In the human vascular system, we can say:

Q = MBP/TPR

Therefore:

MBP = Q x TPR.........................................MBP = [SBP + (2 x DBP)]/3

And:

TPR = MBP/Q


What is TPR?

Definition: Overall resistance to flow through entire systemic circulation.

MBP = Q x TPR

The figure below shows the determinants of blood pressure and many factors affecting TPR. Please review this figure carefully!

 

 

 
Regulation of BP

Regulation of BP is complicated...

Let's use angiotensin II as an example. The table below shows where Angiotensin II receptors are located and the effect we would observe if AngII bound to this receptor. Review the table below, and ask yourself..."Does this response result in a change cardiac output or TPR or both?

Arterial smooth muscle

(+) Vasoconstriction

Adrenal gland

(+) Aldosterone: (+) renal Na+ reabsorption

SNS

(+) Facilitates release of NE

Kidney

(+) Renal tubular Na+ reabsorption

Brain

(+) Thirst and vasopressin secretion

Heart

(+) Contractility and ventricular hypertrophy

Hypertension: The Silent Killer

Definition: Chronic elevation of BP > or = 140/90 mmHg (Joint Nat’l Committee Report, Arch Int Med 1997)
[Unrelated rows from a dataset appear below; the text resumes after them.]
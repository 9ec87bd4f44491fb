use crate::key::SettingKey;
use thiserror::Error;

/// Result type for settings operations.
pub type SettingsResult<T> = Result<T, SettingsError>;

/// Rejected settings updates.
#[derive(Debug, Clone, PartialEq, Error)]
pub enum SettingsError {
    /// Key is not one of the overlay settings.
    #[error("unknown setting '{0}'")]
    UnknownKey(String),

    /// Value has the wrong type for the key.
    #[error("setting '{key}' expects a {expected} value")]
    TypeMismatch {
        key: SettingKey,
        expected: &'static str,
    },

    /// Value has the right type but cannot be stored.
    #[error("invalid value for '{key}': {reason}")]
    InvalidValue { key: SettingKey, reason: String },
}
//! Traits for the native modules the coordinator talks to.
//!
//! These abstract the platform bridge so the coordination logic stays
//! testable without a device.

use crate::error::NativeError;
use crate::notification::{ChannelConfig, NotificationRequest};
use async_trait::async_trait;
use std::sync::Arc;

/// Overlay window + overlay-drawing permission.
#[async_trait]
pub trait OverlayManager: Send + Sync {
    /// Whether the app may currently draw over other apps.
    async fn can_draw_overlays(&self) -> bool;

    /// Open the OS permission screen and resolve once the user returns.
    ///
    /// `Ok(false)` means the user did not grant it.
    async fn request_overlay_permission(&self) -> Result<bool, NativeError>;

    /// Show the overlay window if hidden, hide it if shown.
    async fn toggle_overlay(&self) -> Result<(), NativeError>;
}

/// Background monitoring service + usage-statistics permission.
#[async_trait]
pub trait PerformanceMonitorModule: Send + Sync {
    /// Whether usage-statistics access is currently allowed.
    async fn has_usage_stats_access(&self) -> bool;

    /// Open the usage-access settings and resolve once the user returns.
    async fn request_usage_stats_permission(&self) -> Result<bool, NativeError>;

    async fn start_service(&self) -> Result<(), NativeError>;

    async fn stop_service(&self) -> Result<(), NativeError>;
}

/// Deep link into the platform settings app.
#[async_trait]
pub trait SystemSettings: Send + Sync {
    /// Open the general settings screen for this app.
    async fn open_settings(&self) -> Result<(), NativeError>;
}

/// Local notification delivery.
#[async_trait]
pub trait NotificationService: Send + Sync {
    /// Register (or update) a notification channel.
    async fn set_notification_channel(&self, channel: &ChannelConfig) -> Result<(), NativeError>;

    /// Ask the user for permission to post notifications.
    async fn request_permissions(&self) -> Result<bool, NativeError>;

    /// Schedule a notification. Returns the host's notification identifier.
    async fn schedule(&self, request: &NotificationRequest) -> Result<String, NativeError>;
}

pub type OverlayManagerRef = Arc<dyn OverlayManager>;
pub type PerformanceMonitorModuleRef = Arc<dyn PerformanceMonitorModule>;
pub type SystemSettingsRef = Arc<dyn SystemSettings>;
pub type NotificationServiceRef = Arc<dyn NotificationService>;
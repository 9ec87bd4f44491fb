//! Error type shared by all native collaborators.

use thiserror::Error;

/// Failure reported by a native module call.
///
/// This is distinct from a user saying "no": a denied permission comes back
/// as `Ok(false)`, while `NativeError` means the call itself did not complete.
#[derive(Debug, Clone, PartialEq, Eq, Error)]
pub enum NativeError {
    /// The native module is not present on this build/platform.
    #[error("native module not available: {0}")]
    ModuleUnavailable(&'static str),

    /// No foreground activity to launch a system screen from.
    #[error("no current activity to start the request from")]
    NoActivity,

    /// The module rejected the call.
    #[error("{code}: {message}")]
    Rejected { code: String, message: String },

    /// Anything else the host reported.
    #[error("native call failed: {0}")]
    Io(String),
}

impl NativeError {
    pub fn rejected(code: impl Into<String>, message: impl Into<String>) -> Self {
        Self::Rejected {
            code: code.into(),
            message: message.into(),
        }
    }
}
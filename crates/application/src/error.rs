use perfmon_metrics::MetricsError;
use perfmon_permissions::PermissionKind;
use perfmon_settings::SettingsError;
use std::path::PathBuf;

#[derive(Debug, thiserror::Error)]
pub enum ConfigError {
    #[error("failed to read config {path}: {source}")]
    Read {
        path: PathBuf,
        #[source]
        source: std::io::Error,
    },
    #[error("invalid config {path}: {source}")]
    Parse {
        path: PathBuf,
        #[source]
        source: serde_json::Error,
    },
    #[error("invalid {name}={value}: expected a positive integer of milliseconds")]
    InvalidEnv { name: &'static str, value: String },
    #[error("sample interval {0}ms is below the {1}ms minimum")]
    IntervalTooShort(u64, u64),
}

#[derive(Debug, thiserror::Error)]
pub enum MonitorError {
    #[error("{0} permission has not been granted")]
    PermissionRequired(PermissionKind),
    #[error("metrics sampling failed: {0}")]
    Metrics(#[from] MetricsError),
    #[error("invalid setting: {0}")]
    Settings(#[from] SettingsError),
    #[error("notifications unavailable: {0}")]
    Notify(#[from] perfmon_notify::NotifyError),
}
Review table 32.1 in your readings! Note the optimal BP is <120/80.

Public Health Stats: 50 million Americans; $22 billion annually

Incidence increases with age (TPR increases with age!)

Causes: 90-95% of all cases are idiopathic, AKA“Essential Hypertenion”

Other causes: 2-5% renal disease, primary aldosteronism, Cushing’s syndrome

 

Treatment

Meds

  • Diuretics
    • Thiazides, aldosterone antagonists
  • Sympatholytics
    • ß blockers, alpha 1 blockers
  • CCBs
  • Renin-angiotensin system antagonists
    • ACE inhibitors
    • Angiotensin II receptor blockers

Exercise as treatment for hypertension

Moderate aerobic exercise decreased resting BP in subjects w/ hypertension!
Kelley et al. Meta-analysis– 9 studies
  • Resting SBP decreased 7 +/- 5 mmHg
  • Resting DBP decreased 6 +/- 2 mmHg

Hagberg et al. – 47 studies

  • 70% of studies showed significant decrease in resting BP…
  • The avg. decrease… 10.5/8.6 mmHg

YET… only 48% of physicians recommend exercise to their hypertensive patients.

 

ACSM EXERCISE PRESCRIPTION FOR HYPERTENSION

  • MODE:
    • Moderate endurance – type exercise
  • INTENSITY:
    • Low-to-moderate intensity near lower end of ‘target HR range’ (40-70% maximum)
  • FREQUENCY:
    • 3-5 times per week
  • DURATION:
    • Gradually increase 30-to-60 min
    • Longer and more gradual warm-up and cool-down

What about RESISTANCE TRAINING?

Acute response… Both SBP and DBP increase. However, Rate-pressure product (MVO2) is often lower than with endurance exercise of equivalent intensity.

Chronic response? Meta-analysis showed: SBP decreased 2%, DBP decreased 4%.

Guidelines:

Use as a ‘supplement’ to endurance exercise, not a substitute.

Keep load at moderate % 1RM. Avoid Valsalva’s maneuver and isometric loading.